I did notice some stringy feces about a week ago from several of the fish but as this is my first aquarium ever, I didn't think anything of it. Only after some research on this awesome website did I learn its a very bad thing.
I haven't lost any fish except the feeder fish that I used initially to cycle the tank. They were lost to aggression, not disease.
This particular fish hides the entire day. it doesn't eat at all.
All of the other fish are eating, not as much as usual, but they are eating a little.
they kind of eat a few bites and then just stop. luckily I've only been putting in a pinch at a time so I just scoop out the excess. They all hide when the light comes on, which I found to be odd.
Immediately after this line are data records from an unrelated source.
use super::{CollectionSink, Primitive, StatementSink, TupleSink, TypedValue};
use crate::types::Uuid;
use std::net::IpAddr;

// One addressable position in a statement, collection or tuple.
pub(super) trait Slot {
    type Collection: CollectionSink<Tuple = Self::Tuple>;
    type Tuple: TupleSink<Collection = Self::Collection>;

    fn put_null(self);
    fn put_string(self, value: &str);
    fn put_bool(self, value: bool);
    fn put_int8(self, value: i8);
    fn put_int16(self, value: i16);
    fn put_int32(self, value: i32);
    fn put_int64(self, value: i64);
    fn put_uint32(self, value: u32);
    fn put_float(self, value: f32);
    fn put_double(self, value: f64);
    fn put_decimal(self, unscaled: &[u8], scale: i32);
    fn put_uuid(self, value: &Uuid);
    fn put_inet(self, value: IpAddr);
    fn put_bytes(self, value: &[u8]);
    fn put_collection(self, value: Self::Collection);
    fn put_tuple(self, value: Self::Tuple);
}

pub(super) fn emit<P: Slot>(value: &TypedValue, slot: P) {
    match value {
        TypedValue::Null(_) => slot.put_null(),

        TypedValue::Primitive { value, .. } => match value {
            Primitive::String(v) => slot.put_string(v),
            Primitive::Bool(v) => slot.put_bool(*v),
            Primitive::Int8(v) => slot.put_int8(*v),
            Primitive::Int16(v) => slot.put_int16(*v),
            Primitive::Int32(v) => slot.put_int32(*v),
            Primitive::Int64(v) => slot.put_int64(*v),
            Primitive::Uint32(v) => slot.put_uint32(*v),
            Primitive::Float(v) => slot.put_float(*v),
            Primitive::Double(v) => slot.put_double(*v),
            Primitive::Decimal { unscaled, scale } => slot.put_decimal(unscaled, *scale),
            Primitive::Uuid(v) => slot.put_uuid(v),
            Primitive::Inet(v) => slot.put_inet(*v),
            Primitive::Bytes(v) => slot.put_bytes(v),
        },

        TypedValue::Collection { cass_type, items } => {
            debug_assert!(
                !items.iter().any(TypedValue::is_null),
                "NULL item in {cass_type} collection"
            );
            let mut collection = <P::Collection as CollectionSink>::new(cass_type, items.len());
            for item in items {
                emit(
                    item,
                    CollectionSlot {
                        sink: &mut collection,
                    },
                );
            }
            slot.put_collection(collection);
        }

        TypedValue::Tuple { cass_type, slots } => {
            let mut tuple = <P::Tuple as TupleSink>::new(cass_type);
            for (index, item) in slots.iter().enumerate() {
                emit(
                    item,
                    TupleSlot {
                        sink: &mut tuple,
                        index,
                    },
                );
            }
            slot.put_tuple(tuple);
        }
    }
}

///
/// StatementSlot
///

pub(super) struct StatementSlot<'a, S> {
    pub sink: &'a mut S,
    pub index: usize,
}

impl<S: StatementSink> Slot for StatementSlot<'_, S> {
    type Collection = S::Collection;
    type Tuple = S::Tuple;

    fn put_null(self) {
        self.sink.bind_null(self.index);
    }

    fn put_string(self, value: &str) {
        self.sink.bind_string(self.index, value);
    }

    fn put_bool(self, value: bool) {
        self.sink.bind_bool(self.index, value);
    }

    fn put_int8(self, value: i8) {
        self.sink.bind_int8(self.index, value);
    }

    fn put_int16(self, value: i16) {
        self.sink.bind_int16(self.index, value);
    }

    fn put_int32(self, value: i32) {
        self.sink.bind_int32(self.index, value);
    }

    fn put_int64(self, value: i64) {
        self.sink.bind_int64(self.index, value);
    }

    fn put_uint32(self, value: u32) {
        self.sink.bind_uint32(self.index, value);
    }

    fn put_float(self, value: f32) {
        self.sink.bind_float(self.index, value);
    }

    fn put_double(self, value: f64) {
        self.sink.bind_double(self.index, value);
    }

    fn put_decimal(self, unscaled: &[u8], scale: i32) {
        self.sink.bind_decimal(self.index, unscaled, scale);
    }

    fn put_uuid(self, value: &Uuid) {
        self.sink.bind_uuid(self.index, value);
    }

    fn put_inet(self, value: IpAddr) {
        self.sink.bind_inet(self.index, value);
    }

    fn put_bytes(self, value: &[u8]) {
        self.sink.bind_bytes(self.index, value);
    }

    fn put_collection(self, value: Self::Collection) {
        self.sink.bind_collection(self.index, value);
    }

    fn put_tuple(self, value: Self::Tuple) {
        self.sink.bind_tuple(self.index, value);
    }
}

///
/// CollectionSlot
///

pub(super) struct CollectionSlot<'a, C> {
    pub sink: &'a mut C,
}

impl<C: CollectionSink> Slot for CollectionSlot<'_, C> {
    type Collection = C;
    type Tuple = C::Tuple;

    // collection sinks have no NULL item; `emit` asserts none arrive
    fn put_null(self) {}

    fn put_string(self, value: &str) {
        self.sink.append_string(value);
    }

    fn put_bool(self, value: bool) {
        self.sink.append_bool(value);
    }

    fn put_int8(self, value: i8) {
        self.sink.append_int8(value);
    }

    fn put_int16(self, value: i16) {
        self.sink.append_int16(value);
    }

    fn put_int32(self, value: i32) {
        self.sink.append_int32(value);
    }

    fn put_int64(self, value: i64) {
        self.sink.append_int64(value);
    }

    fn put_uint32(self, value: u32) {
        self.sink.append_uint32(value);
    }

    fn put_float(self, value: f32) {
        self.sink.append_float(value);
    }

    fn put_double(self, value: f64) {
        self.sink.append_double(value);
    }

    fn put_decimal(self, unscaled: &[u8], scale: i32) {
        self.sink.append_decimal(unscaled, scale);
    }

    fn put_uuid(self, value: &Uuid) {
        self.sink.append_uuid(value);
    }

    fn put_inet(self, value: IpAddr) {
        self.sink.append_inet(value);
    }

    fn put_bytes(self, value: &[u8]) {
        self.sink.append_bytes(value);
    }

    fn put_collection(self, value: Self::Collection) {
        self.sink.append_collection(value);
    }

    fn put_tuple(self, value: Self::Tuple) {
        self.sink.append_tuple(value);
    }
}

///
/// TupleSlot
///

pub(super) struct TupleSlot<'a, T> {
    pub sink: &'a mut T,
    pub index: usize,
}

impl<T: TupleSink> Slot for TupleSlot<'_, T> {
    type Collection = T::Collection;
    type Tuple = T;

    fn put_null(self) {
        self.sink.set_null(self.index);
    }

    fn put_string(self, value: &str) {
        self.sink.set_string(self.index, value);
    }

    fn put_bool(self, value: bool) {
        self.sink.set_bool(self.index, value);
    }

    fn put_int8(self, value: i8) {
        self.sink.set_int8(self.index, value);
    }

    fn put_int16(self, value: i16) {
        self.sink.set_int16(self.index, value);
    }

    fn put_int32(self, value: i32) {
        self.sink.set_int32(self.index, value);
    }

    fn put_int64(self, value: i64) {
        self.sink.set_int64(self.index, value);
    }

    fn put_uint32(self, value: u32) {
        self.sink.set_uint32(self.index, value);
    }

    fn put_float(self, value: f32) {
        self.sink.set_float(self.index, value);
    }

    fn put_double(self, value: f64) {
        self.sink.set_double(self.index, value);
    }

    fn put_decimal(self, unscaled: &[u8], scale: i32) {
        self.sink.set_decimal(self.index, unscaled, scale);
    }

    fn put_uuid(self, value: &Uuid) {
        self.sink.set_uuid(self.index, value);
    }

    fn put_inet(self, value: IpAddr) {
        self.sink.set_inet(self.index, value);
    }

    fn put_bytes(self, value: &[u8]) {
        self.sink.set_bytes(self.index, value);
    }

    fn put_collection(self, value: Self::Collection) {
        self.sink.set_collection(self.index, value);
    }

    fn put_tuple(self, value: Self::Tuple) {
        self.sink.set_tuple(self.index, value);
    }
}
Oh, and i noticed one of them, an albino zebra, takes the food into its mouth then spits it right back out, which i think I read was another symptom of bloat.
I've been feeding them regular tropical fish flakes. They've never had spirulina, at least not here in my tank. Actually when I went to my lfs to get the metro, one of the "cichlid experts" suggested I switch to spirulina flakes. Good idea???
I've started using metro. I've read many people use a regimen thats more aggressive than what is on the package so I've followed suit. It seems that this fish is in the advanced stages and I need to be aggressive if I have any chance of saving it.
I'm mixing up the metro in a cup with some tank water then I soak a little bit of food in it. I figure this will really help the fish that are still eating. Then i pour the cup of the mixed metro into the tank.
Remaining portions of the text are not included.